The hyperconnection between people, machines and organizations is a pervasive megatrend that characterizes our society in any aspects, at any level, in any part of the world.

Executive Summary

If a carrier assumes that a telematics proposition is the same for personal auto customers as it is for commercial, or the same for all shapes and sizes of commercial customers, they run a high risk of failure in launching telematics capabilities, according to Nationwide AVP Pete Frey and CM Guest Editor Matteo Carbone. After giving some background on the slow growth of connected devices generally, Frey and Carbone describe what's needed for successful execution of telematics programs—leadership commitment to building a business capability, not a program—and an organizational effort of shared learnings. This is what Nationwide Insurance is doing in leveraging knowledge from personal auto insurance successes to a commercial auto insurance business transformation, while also being mindful of differences in customer and distribution channels to marry value propositions to specific customer needs.

The Internet of Things (IoT)—or smart connected products that connect people and objects to the Internet, allowing remote transmission and usage of the information about these things and people—is one of the key technologies in this evolution.

Sociologist Barry Wellman made the first observation about personalized networking in his writings in the early years of the millennium. (See, for example, “Physical Place and Cyber Place: The Rise of Networked Individualism,” Wellman, 2001, International Journal of Urban and Regional Research)

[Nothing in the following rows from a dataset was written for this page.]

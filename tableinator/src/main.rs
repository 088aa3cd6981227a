use anyhow::Result;
use discogsography_common::consumer::AmqpConsumerConnection;
use discogsography_common::logging::build_tracing_filter;
use discogsography_common::message::Message;
use discogsography_common::topology::QUEUE_PREFIX_TABLEINATOR;
use discogsography_common::DataType;
use futures::StreamExt;
use lapin::options::BasicAckOptions;
use std::sync::Arc;
use std::sync::atomic::Ordering;
use std::time::Duration;
use tokio::signal;
use tracing::{error, info, warn};

mod batch_processor;
mod config;
mod health;
mod record;
mod store;

use batch_processor::{BatchConfig, BatchProcessor};
use config::TableinatorConfig;
use health::{HealthServer, TableinatorState};
use record::TableRecord;
use store::PostgresStore;

#[tokio::main]
async fn main() -> Result<()> {
    let log_level = std::env::var("LOG_LEVEL").unwrap_or_else(|_| "INFO".to_string());
    let filter = build_tracing_filter("tableinator", &log_level);
    tracing_subscriber::fmt().with_env_filter(filter).with_target(false).with_thread_ids(false).with_line_number(true).json().init();

    info!("🚀 Starting Rust-based Discogs relational-store consumer");

    let config = match TableinatorConfig::from_env() {
        Ok(c) => c,
        Err(e) => {
            error!("❌ Configuration error: {}", e);
            std::process::exit(1);
        }
    };

    let state = Arc::new(TableinatorState::default());

    let store = match PostgresStore::connect(&config.postgres_dsn, config.pool_size).await {
        Ok(s) => s,
        Err(e) => {
            error!("❌ Failed to connect to PostgreSQL: {}", e);
            std::process::exit(1);
        }
    };
    if let Err(e) = store.ensure_tables().await {
        error!("❌ Failed to create PostgreSQL tables: {}", e);
        std::process::exit(1);
    }
    state.connected.store(true, Ordering::Relaxed);

    let batch_config = BatchConfig { batch_size: config.batch_size, flush_interval: Duration::from_secs(config.flush_interval_secs) };
    let processor = BatchProcessor::new(store, batch_config);

    let health_server = HealthServer::new(config.health_port, state.clone(), processor.clone());
    let health_handle = tokio::spawn(async move {
        if let Err(e) = health_server.run().await {
            error!("❌ Health server error: {}", e);
        }
    });

    let flush_handle = tokio::spawn(processor.clone().periodic_flush());

    let amqp = Arc::new(
        AmqpConsumerConnection::connect(&config.amqp_connection, QUEUE_PREFIX_TABLEINATOR, config.prefetch, config.max_retries).await?,
    );

    let shutdown = setup_shutdown_handler();

    let mut consumer_handles = Vec::new();
    for data_type in DataType::all() {
        let amqp = amqp.clone();
        let processor = processor.clone();
        let state = state.clone();
        let shutdown = shutdown.clone();
        consumer_handles.push(tokio::spawn(async move {
            if let Err(e) = consume_data_type(amqp, data_type, processor, state, shutdown).await {
                error!("❌ {} consumer task failed: {}", data_type, e);
            }
        }));
    }

    shutdown.notified().await;
    info!("🛑 Shutting down tableinator...");

    for handle in consumer_handles {
        handle.abort();
    }
    flush_handle.abort();
    health_handle.abort();

    processor.flush_all().await;

    info!("✅ Tableinator shutdown complete");
    Ok(())
}

/// Consumes one data type's queue for the lifetime of the process, converting each delivery
/// into a [`TableRecord`] and handing file-complete sentinels straight through to an ack
/// (§4.6 only materialises `data` messages).
async fn consume_data_type(
    amqp: Arc<AmqpConsumerConnection>,
    data_type: DataType,
    processor: Arc<BatchProcessor>,
    state: Arc<TableinatorState>,
    shutdown: Arc<tokio::sync::Notify>,
) -> Result<()> {
    let consumer_tag = format!("tableinator-{}", data_type);
    let mut consumer = amqp.consume(data_type, &consumer_tag).await?;

    loop {
        tokio::select! {
            _ = shutdown.notified() => {
                return Ok(());
            }
            delivery = consumer.next() => {
                let Some(delivery) = delivery else { return Ok(()) };
                let delivery = match delivery {
                    Ok(d) => d,
                    Err(e) => {
                        warn!("⚠️ Error receiving {} delivery: {}", data_type, e);
                        continue;
                    }
                };

                let message: Message = match serde_json::from_slice(&delivery.data) {
                    Ok(m) => m,
                    Err(e) => {
                        error!("❌ Failed to parse {} message, acking to drop poison payload: {}", data_type, e);
                        let _ = delivery.ack(BasicAckOptions::default()).await;
                        continue;
                    }
                };

                state.messages_consumed.fetch_add(1, Ordering::Relaxed);

                match message {
                    Message::FileComplete(sentinel) => {
                        info!("🎉 {} file complete: {} ({} records)", data_type, sentinel.file, sentinel.total_processed);
                        let _ = delivery.ack(BasicAckOptions::default()).await;
                    }
                    Message::Data(data_message) => {
                        let record = TableRecord::from_message(&data_message);
                        processor.add_message(data_type, record, delivery).await;
                    }
                }
            }
        }
    }
}

fn setup_shutdown_handler() -> Arc<tokio::sync::Notify> {
    let shutdown = Arc::new(tokio::sync::Notify::new());
    let shutdown_clone = shutdown.clone();

    tokio::spawn(async move {
        let _ = signal::ctrl_c().await;
        info!("🛑 Received shutdown signal");
        shutdown_clone.notify_waiters();
    });

    shutdown
}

Over a decade later, Harvard Business Professor Michael E. Porter and James E. Heppelmann, CEO of industrial software maker PTC, wrote about how information technology was revolutionizing products from cars to industrial equipment, with “smart connected products” forcing companies to rethink how they compete to win customers and deliver value. (“How Smart Connected Products Are Transforming Competition,” by Porter and Hepplemann, Harvard Business Review, 2014)

Where are we now?

There are many different statistics about the IoT market size—each with different criteria and methodology—ranging from 10 billion and 22 billion connected devices present at the end of 2020. These are impressive numbers, but they are less than half of the 50 billion connected devices for 2020 predicted by CISCO and Ericsson 10 years ago. There have been important success stories, but the business transformation necessary to obtain value from IoT at a general level by a large portion of the players in any industry is much more difficult than originally imagined.